In his 2015 State of the Union Address, President Barack Obama mentioned the importance of improving America's cybersecurity and what he believes it will take to make it happen. Below is a review of the most interesting statements and initiatives mentioned in the address or recent media coverage, and the potential impact each could have on American Information Security.

• The President wants companies and the government (namely the Department of Homeland Security) to work together more frequently, and also wants information sharing between companies to happen more often. He asked Congress to approve legislation in support of the former, in hopes that it would reduce the number of successful cyber attacks on American companies.

It is safe to expect that information sharing between companies and federal organizations will become a more common practice. Several industries-- such as financial services and retail-- have already created robust information sharing organizations.

“No foreign nation, no hacker, should be able to shut down our networks, steal our trade secrets, or invade the privacy of American families,” Obama said. “We are making sure our government integrates intelligence to combat cyber threats, just as we have done to combat terrorism."

It's intriguing to see any sort of parallel drawn between terrorism and cyber attacks. Obama called the Sony Hack an act of cyber vandalism back in December, and was careful not to call it a terrorist attack.
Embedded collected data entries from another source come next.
use anyhow::{Context, Result};
use serde::{Deserialize, Serialize};
use std::collections::BTreeMap;
use std::fs;
use std::path::Path;
use tracing::debug;

pub const OCI_LAYOUT_FILE: &str = "oci-layout";
pub const OCI_LAYOUT_VERSION: &str = "1.0.0";
pub const OCI_INDEX_FILE: &str = "index.json";
const OCI_SCHEMA_VERSION: i32 = 2;
pub const OCI_INDEX_MEDIA_TYPE: &str = "application/vnd.oci.image.index.v1+json";
pub const OCI_MANIFEST_MEDIA_TYPE: &str = "application/vnd.oci.image.manifest.v1+json";
pub const OCI_CONFIG_MEDIA_TYPE: &str = "application/vnd.oci.image.config.v1+json";
pub const OCI_LAYER_MEDIA_TYPE: &str = "application/vnd.oci.image.layer.v1.tar+gzip";
pub const ANNOTATION_REF_NAME: &str = "org.opencontainers.image.ref.name";

#[derive(Debug, Clone, PartialEq, Eq, Serialize, Deserialize)]
#[serde(rename_all = "camelCase")]
pub struct OciLayout {
    pub image_layout_version: String,
}

impl Default for OciLayout {
    fn default() -> Self {
        Self {
            image_layout_version: OCI_LAYOUT_VERSION.to_string(),
        }
    }
}

#[derive(Debug, Clone, PartialEq, Eq, Serialize, Deserialize)]
#[serde(rename_all = "camelCase")]
pub struct OciDescriptor {
    pub media_type: String,
    pub digest: String,
    pub size: u64,
    #[serde(skip_serializing_if = "Option::is_none")]
    pub annotations: Option<BTreeMap<String, String>>,
}

impl OciDescriptor {
    pub fn new(media_type: &str, digest: String, size: u64) -> Self {
        Self {
            media_type: media_type.to_string(),
            digest,
            size,
            annotations: None,
        }
    }

    pub fn ref_name(&self) -> Option<&str> {
        self.annotations
            .as_ref()
            .and_then(|a| a.get(ANNOTATION_REF_NAME))
            .map(String::as_str)
    }
}

#[derive(Debug, Clone, PartialEq, Eq, Serialize, Deserialize)]
#[serde(rename_all = "camelCase")]
pub struct OciManifest {
    pub schema_version: i32,
    pub media_type: String,
    pub config: OciDescriptor,
    pub layers: Vec<OciDescriptor>,
}

impl OciManifest {
    pub fn new(config: OciDescriptor, layers: Vec<OciDescriptor>) -> Self {
        Self {
            schema_version: OCI_SCHEMA_VERSION,
            media_type: OCI_MANIFEST_MEDIA_TYPE.to_string(),
            config,
            layers,
        }
    }
}

#[derive(Debug, Clone, PartialEq, Eq, Serialize, Deserialize)]
#[serde(rename_all = "camelCase")]
pub struct OciIndex {
    pub schema_version: i32,
    #[serde(skip_serializing_if = "Option::is_none")]
    pub media_type: Option<String>,
    pub manifests: Vec<OciDescriptor>,
}

impl OciIndex {
    pub fn new() -> Self {
        Self {
            schema_version: OCI_SCHEMA_VERSION,
            media_type: Some(OCI_INDEX_MEDIA_TYPE.to_string()),
            manifests: Vec::new(),
        }
    }

    pub fn read_from_file(index_path: &Path) -> Result<Self> {
        let content = fs::read_to_string(index_path)
            .with_context(|| format!("Failed to read index file from {}", index_path.display()))?;

        let index: OciIndex = serde_json::from_str(&content)
            .with_context(|| format!("Failed to parse index file from {}", index_path.display()))?;

        debug!("Read index file with {} manifests", index.manifests.len());
        Ok(index)
    }

    pub fn write_to_file(&self, index_path: &Path) -> Result<()> {
        let content = serde_json::to_string_pretty(self).context("Failed to serialize index")?;

        fs::write(index_path, content)
            .with_context(|| format!("Failed to write index to {}", index_path.display()))?;

        debug!(
            "Wrote index with {} manifests to {}",
            self.manifests.len(),
            index_path.display()
        );
        Ok(())
    }

    pub fn add_or_update_manifest(&mut self, digest: String, size: u64, tag: &str) {
        self.manifests.retain(|m| m.ref_name() != Some(tag));

        let mut descriptor = OciDescriptor::new(OCI_MANIFEST_MEDIA_TYPE, digest, size);
        descriptor.annotations = Some(BTreeMap::from([(
            ANNOTATION_REF_NAME.to_string(),
            tag.to_string(),
        )]));
        self.manifests.push(descriptor);
        self.sort_manifests();

        debug!("Added manifest to index with tag '{}'", tag);
    }

    /// Manifest for `tag`, or the only manifest when no tag is given.
    pub fn find_manifest(&self, tag: Option<&str>) -> Option<&OciDescriptor> {
        match tag {
            Some(tag) => self.manifests.iter().find(|m| m.ref_name() == Some(tag)),
            None if self.manifests.len() == 1 => self.manifests.first(),
            None => None,
        }
    }

    pub fn sort_manifests(&mut self) {
        self.manifests.sort_by(|a, b| {
            a.ref_name()
                .cmp(&b.ref_name())
                .then(a.digest.cmp(&b.digest))
        });
    }
}

impl Default for OciIndex {
    fn default() -> Self {
        Self::new()
    }
}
• Obama wants the government to pass and enforce a federal data breach statute with a 30-day notification requirement from discovery of a breach to its corresponding report.

Some security experts believe it won't be easy to completely account for the details of a breach after a month, let alone disclose them to potentially affected parties. However, there is still support for the initiatives Obama is trying to pass. Congress discussed the national breach notification law for the first time on Tuesday, Jan. 27. The law is focused on how companies handle breaches once they've happened, not on trying to prevent them in the first place.

• The UK and US have agreed to test each other's cybersecurity through a series of cyber war games in 2015.

Much like penetration tests and vulnerability scans, cyber war games let both sides "rehearse" their responses to an attack and see where their weaknesses are when it comes to a response. This move will help both countries be more prepared in the event of a major attack and it's good to see the government adopting more proactive security strategies.